Bosnia ordered to remove church from Srebrenica survivor's land

by Reuters
Tuesday, 1 October 2019 12:56 GMT

ARCHIVE PHOTO: Fata Orlovic stands by her damaged home in the village of Konjevic Polje, eastern Bosnia, with a Serbian Orthodox church in the background. Photo taken 2002. REUTERS/Danilo Krstanovic

Image Caption and Rights Information
Serb authorities appropriated Fata Orlovic's land after she was driven from her home during the Bosnian war

SARAJEVO, Oct 1 (Reuters) - Bosnian authorities were ordered on Tuesday to remove from a Muslim Bosniak woman's courtyard an Orthodox church which was built after she was driven out by Bosnian Serb forces who killed 22 of her relatives in nearby Srebrenica.

The final and binding ruling by the European Court of Human Rights should end a 20-year legal battle by Fata Orlovic and members of her family who escaped the 1995 Srebrenica massacre and returned to their village in the Serb-dominated region of Bosnia to find the large church 30 metres from their front door.

The court found the Bosnian Serb authorities' failure to comply with the binding decisions of 1999 and 2001 ordering full repossession of the land had seriously harmed the Orlovics's property rights.

It said the authorities had to ensure the removal of the church from the land within three months and pay 5,000 euros ($5,500) to Fata Orlovic and 2,000 euros to 13 of her relatives in respect of pecuniary damage.

In 1993, Serbs drove all Muslims from Konjevic Polje to Srebrenica, a U.N. safe area which they overran two years later, killing about 8,000 Muslims in what is seen as Europe's worst atrocity since World War Two. Two international courts declared the massacre as genocide.

While Orlovic was in exile, the Serb authorities appropriated her land and built the church for Orthodox Serbs who had fled there from the homes they had owned in the Muslim and Croat-dominated areas.

This was common practice across the Balkan country, where churches, mosques and whole new communities have sprung up in what Western peace officials condemned as a tactic to preserve the results of ethnic cleansing.

Orlovic's situation highlights the myriad problems faced by hundreds of thousands of people who fled ethnic cleansing in Bosnia's 1992-95 war and wanted to return to their homes.

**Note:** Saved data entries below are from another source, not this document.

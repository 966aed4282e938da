// zabbixtool/src/restore/engine.rs
use anyhow::{Context, Result};
use std::sync::Arc;
use tokio::sync::mpsc::{self, Receiver};
use tokio::sync::Mutex;

use crate::config::{RestoreConfig, DATA_DIR, SCHEMA_FILE};
use crate::db::{ConnectionFactory, SqlExecutor};
use crate::restore::discovery::{self, DiscoveryError, RestoreTask};
use crate::restore::progress::ProgressTracker;
use crate::restore::reader::SqlLines;
use crate::restore::schema;

type TaskQueue = Arc<Mutex<Receiver<RestoreTask>>>;

/// Runs a full restore: schema first, then the data artifacts fanned out
/// over a fixed pool of workers.
///
/// Returns `Ok` once every discovered file has been fully consumed, no
/// matter how many individual statements inside them failed. Only schema
/// failures, connection setup failures, and directory-walk failures abort.
pub async fn restore_backup<F>(config: &RestoreConfig, factory: &F) -> Result<()>
where
    F: ConnectionFactory,
{
    let data_dir = config.backup_folder.join(DATA_DIR);
    let total_files = discovery::count_data_files(&data_dir)
        .with_context(|| format!("Failed to enumerate data directory {}", data_dir.display()))?;
    let progress = ProgressTracker::new(total_files as u64 + 1, config.hide_progress);

    let mut schema_conn = factory
        .connect()
        .await
        .context("Failed to open schema restore connection")?;
    let schema_path = config.backup_folder.join(SCHEMA_FILE);
    schema::restore_schema(&schema_path, &mut schema_conn)
        .await
        .context("Schema restore failed")?;
    progress.advance();

    // At least one worker, or dispatch would block on the first send.
    let worker_count = config.workers.max(1);
    println!("🚀 Starting {} workers", worker_count);
    // Capacity 1: dispatch is backpressured by worker throughput, at most one
    // undequeued task sits in the channel.
    let (tx, rx) = mpsc::channel::<RestoreTask>(1);
    let queue: TaskQueue = Arc::new(Mutex::new(rx));

    // All worker connections are established before the first enqueue, so a
    // connect failure aborts the run before any data is touched.
    let mut workers = Vec::with_capacity(worker_count);
    for _ in 0..worker_count {
        let conn = factory
            .connect()
            .await
            .context("Failed to open worker connection")?;
        workers.push(tokio::spawn(run_worker(
            Arc::clone(&queue),
            conn,
            progress.clone(),
        )));
    }

    println!("Restoring...");
    for item in discovery::data_files(&data_dir) {
        match item {
            Ok(task) => {
                if tx.send(task).await.is_err() {
                    break;
                }
            }
            Err(DiscoveryError::Open { path, source }) => {
                eprintln!("❌ Skipping unreadable file {}: {}", path.display(), source);
                progress.advance();
            }
            Err(e @ DiscoveryError::Walk(_)) => {
                drop(tx);
                return Err(e).context("Data directory walk failed");
            }
        }
    }
    drop(tx);

    for worker in workers {
        worker.await.context("Restore worker panicked")?;
    }
    progress.finish();
    Ok(())
}

/// Worker loop: dequeue one file at a time until the queue is closed and
/// drained. Each worker holds its dedicated connection for the whole run.
async fn run_worker<E: SqlExecutor>(queue: TaskQueue, mut conn: E, progress: ProgressTracker) {
    loop {
        let task = queue.lock().await.recv().await;
        let Some(task) = task else {
            break;
        };
        restore_data_file(task, &mut conn).await;
        progress.advance();
    }
}

/// Executes every non-empty line of one data artifact as a statement.
///
/// A failing statement is logged and the file continues: one malformed or
/// constraint-violating row must not abort the table's restore. A decode or
/// read failure abandons just this file.
async fn restore_data_file<E: SqlExecutor>(task: RestoreTask, conn: &mut E) {
    let RestoreTask { path, file } = task;
    for line in SqlLines::new(file) {
        let line = match line {
            Ok(line) => line,
            Err(e) => {
                eprintln!("❌ Abandoning {}: {}", path.display(), e);
                return;
            }
        };
        if line.is_empty() {
            continue;
        }
        if let Err(e) = conn.execute(&line).await {
            eprintln!("Error: {:#} [{}]", e, line);
        }
    }
}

"This is a typical case dealing with the right of a returnee to property," Faris Vehabovic, a judge at the court, told the Klix news portal.

"The only difference is that it had become a symbol of persistent fight for justice by one woman and family," he added.

The ruling will come into effect unless Bosnia appeals it. ($1 = 0.9173 euros)

(Reporting by Maja Zuvela; Editing by Daria Sito-Sucic and Ed Osmond)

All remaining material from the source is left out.